Saved entries
----

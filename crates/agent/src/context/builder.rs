//! Request context assembly.
//!
//! Turns the run's conversation into the message sequence handed to the
//! model:
//!
//! 1. **System**: the fixed instructions plus every workspace context
//!    snapshot, merged into one leading system message. The instructions'
//!    tokens are reserved before history is considered.
//! 2. **History**: the conversation, trimmed from the oldest end so it fits
//!    the remaining budget. The newest message is always sent.
//!
//! Assembly is deterministic: identical inputs give identical outputs.

use crate::context::token;
use serde::{Deserialize, Serialize};
use serde_json::json;
use taskloop_config::normalise_context_tokens;
use taskloop_core::event::{EventSink, names};
use taskloop_core::message::{Message, Role};
use tracing::debug;

/// System messages starting with this marker are context snapshots and are
/// folded into the leading system message.
pub const CONTEXT_SNAPSHOT_PREFIX: &str = "[Workspace context]";

/// What trimming removed from the history.
#[derive(Debug, Clone, Default, PartialEq, Eq, Serialize, Deserialize)]
pub struct TrimReport {
    pub dropped_messages: usize,
    pub dropped_tokens: usize,
    pub history_messages_before: usize,
    pub history_messages_after: usize,
    pub history_tokens_before: usize,
    pub history_tokens_after: usize,
    pub max_context_tokens: usize,
    pub system_prompt_tokens: usize,
    pub history_token_budget: usize,
}

/// The assembled request.
#[derive(Debug, Clone)]
pub struct BuiltContext {
    /// Merged system message followed by the kept history.
    pub messages: Vec<Message>,
    pub trim: TrimReport,
}

/// Builds request contexts under a token budget. Stateless between calls.
#[derive(Debug, Clone)]
pub struct ContextBuilder {
    system_prompt: String,
    max_context_tokens: usize,
}

impl ContextBuilder {
    /// `max_context_tokens` of `0` selects the default budget; smaller
    /// budgets are raised to the minimum.
    pub fn new(system_prompt: impl Into<String>, max_context_tokens: usize) -> Self {
        Self {
            system_prompt: system_prompt.into(),
            max_context_tokens: normalise_context_tokens(max_context_tokens as i64),
        }
    }

    pub fn max_context_tokens(&self) -> usize {
        self.max_context_tokens
    }

    pub fn system_prompt(&self) -> &str {
        &self.system_prompt
    }

    /// Assemble the request for `history`, reporting trimming to `events`.
    pub fn build(&self, history: &[Message], events: &dyn EventSink) -> BuiltContext {
        let sanitized: Vec<Message> = history.iter().map(sanitize).collect();

        let reserved = token::estimate_tokens(&self.system_prompt);
        let budget = self.max_context_tokens.saturating_sub(reserved);
        let (kept, mut trim) = trim_history(sanitized, budget);
        trim.max_context_tokens = self.max_context_tokens;
        trim.system_prompt_tokens = reserved;
        trim.history_token_budget = budget;

        if trim.dropped_messages > 0 {
            debug!(
                dropped = trim.dropped_messages,
                kept = trim.history_messages_after,
                budget,
                "Trimmed conversation history"
            );
            events.log_event(
                names::LLM_CONTEXT_TRIMMED,
                serde_json::to_value(&trim).unwrap_or_else(|_| json!({})),
            );
        }

        let mut system_parts = vec![self.system_prompt.clone()];
        let mut ordered = Vec::with_capacity(kept.len() + 1);
        for message in kept {
            if message.role == Role::System {
                if message.content.is_empty() {
                    continue;
                }
                if is_context_snapshot(&message.content) {
                    system_parts.push(message.content);
                    continue;
                }
            }
            ordered.push(message);
        }

        let system_text = system_parts
            .into_iter()
            .filter(|part| !part.is_empty())
            .collect::<Vec<_>>()
            .join("\n\n");
        let mut messages = Vec::with_capacity(ordered.len() + 1);
        messages.push(Message::system(system_text));
        messages.extend(ordered);

        BuiltContext { messages, trim }
    }
}

pub fn is_context_snapshot(content: &str) -> bool {
    content.trim_start().starts_with(CONTEXT_SNAPSHOT_PREFIX)
}

/// Some OpenAI-compatible routers serialize empty strings as `null`, which
/// their templates reject.
fn sanitize(message: &Message) -> Message {
    let mut message = message.clone();
    if matches!(message.role, Role::User | Role::Assistant) && message.content.is_empty() {
        message.content = " ".into();
    }
    message
}

/// Keep the newest messages that fit `budget`, then drop tool results whose
/// assistant turn fell off the front. When nothing but tool results would
/// remain, their assistant turn is kept instead.
fn trim_history(history: Vec<Message>, budget: usize) -> (Vec<Message>, TrimReport) {
    let costs: Vec<usize> = history.iter().map(token::estimate_message_tokens).collect();
    let total_tokens: usize = costs.iter().sum();
    let total_messages = history.len();

    // Newest first; the newest message is kept unconditionally.
    let mut remaining = budget;
    let mut keep_from = total_messages;
    for (idx, cost) in costs.iter().enumerate().rev() {
        if *cost > remaining && keep_from < total_messages {
            break;
        }
        keep_from = idx;
        remaining = remaining.saturating_sub(*cost);
    }

    let leading_orphans = history[keep_from..]
        .iter()
        .take_while(|m| m.role == Role::Tool)
        .count();
    if leading_orphans < total_messages - keep_from {
        keep_from += leading_orphans;
    } else if let Some(owner) = owning_assistant(&history, keep_from) {
        // Only tool results are left; their assistant turn comes back even
        // over budget so the request never opens on a tool message.
        keep_from = owner;
    }

    let kept_tokens: usize = costs[keep_from..].iter().sum();
    let kept: Vec<Message> = history.into_iter().skip(keep_from).collect();
    let report = TrimReport {
        dropped_messages: total_messages - kept.len(),
        dropped_tokens: total_tokens - kept_tokens,
        history_messages_before: total_messages,
        history_messages_after: kept.len(),
        history_tokens_before: total_tokens,
        history_tokens_after: kept_tokens,
        ..TrimReport::default()
    };
    (kept, report)
}

/// Index of the assistant turn that issued the tool results starting at
/// `start`, looking back past earlier results of the same batch.
fn owning_assistant(history: &[Message], start: usize) -> Option<usize> {
    history[..start]
        .iter()
        .rposition(|m| m.role != Role::Tool)
        .filter(|&idx| history[idx].role == Role::Assistant && !history[idx].tool_calls.is_empty())
}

----

* Prompt
From the line that has "content.trim_start().starts_with(CONTEXT_SNAPSHOT_PREFIX)" through the line that has "fn trim_history(history: Vec<Message>, budget: usize)", copy every line exactly as it appears above, and leave out all others.

* Response
    content.trim_start().starts_with(CONTEXT_SNAPSHOT_PREFIX)
}

/// Some OpenAI-compatible routers serialize empty strings as `null`, which
/// their templates reject.
fn sanitize(message: &Message) -> Message {
    let mut message = message.clone();
    if matches!(message.role, Role::User | Role::Assistant) && message.content.is_empty() {
        message.content = " ".into();
    }
    message
}

/// Keep the newest messages that fit `budget`, then drop tool results whose
/// assistant turn fell off the front. When nothing but tool results would
/// remain, their assistant turn is kept instead.
fn trim_history(history: Vec<Message>, budget: usize) -> (Vec<Message>, TrimReport) {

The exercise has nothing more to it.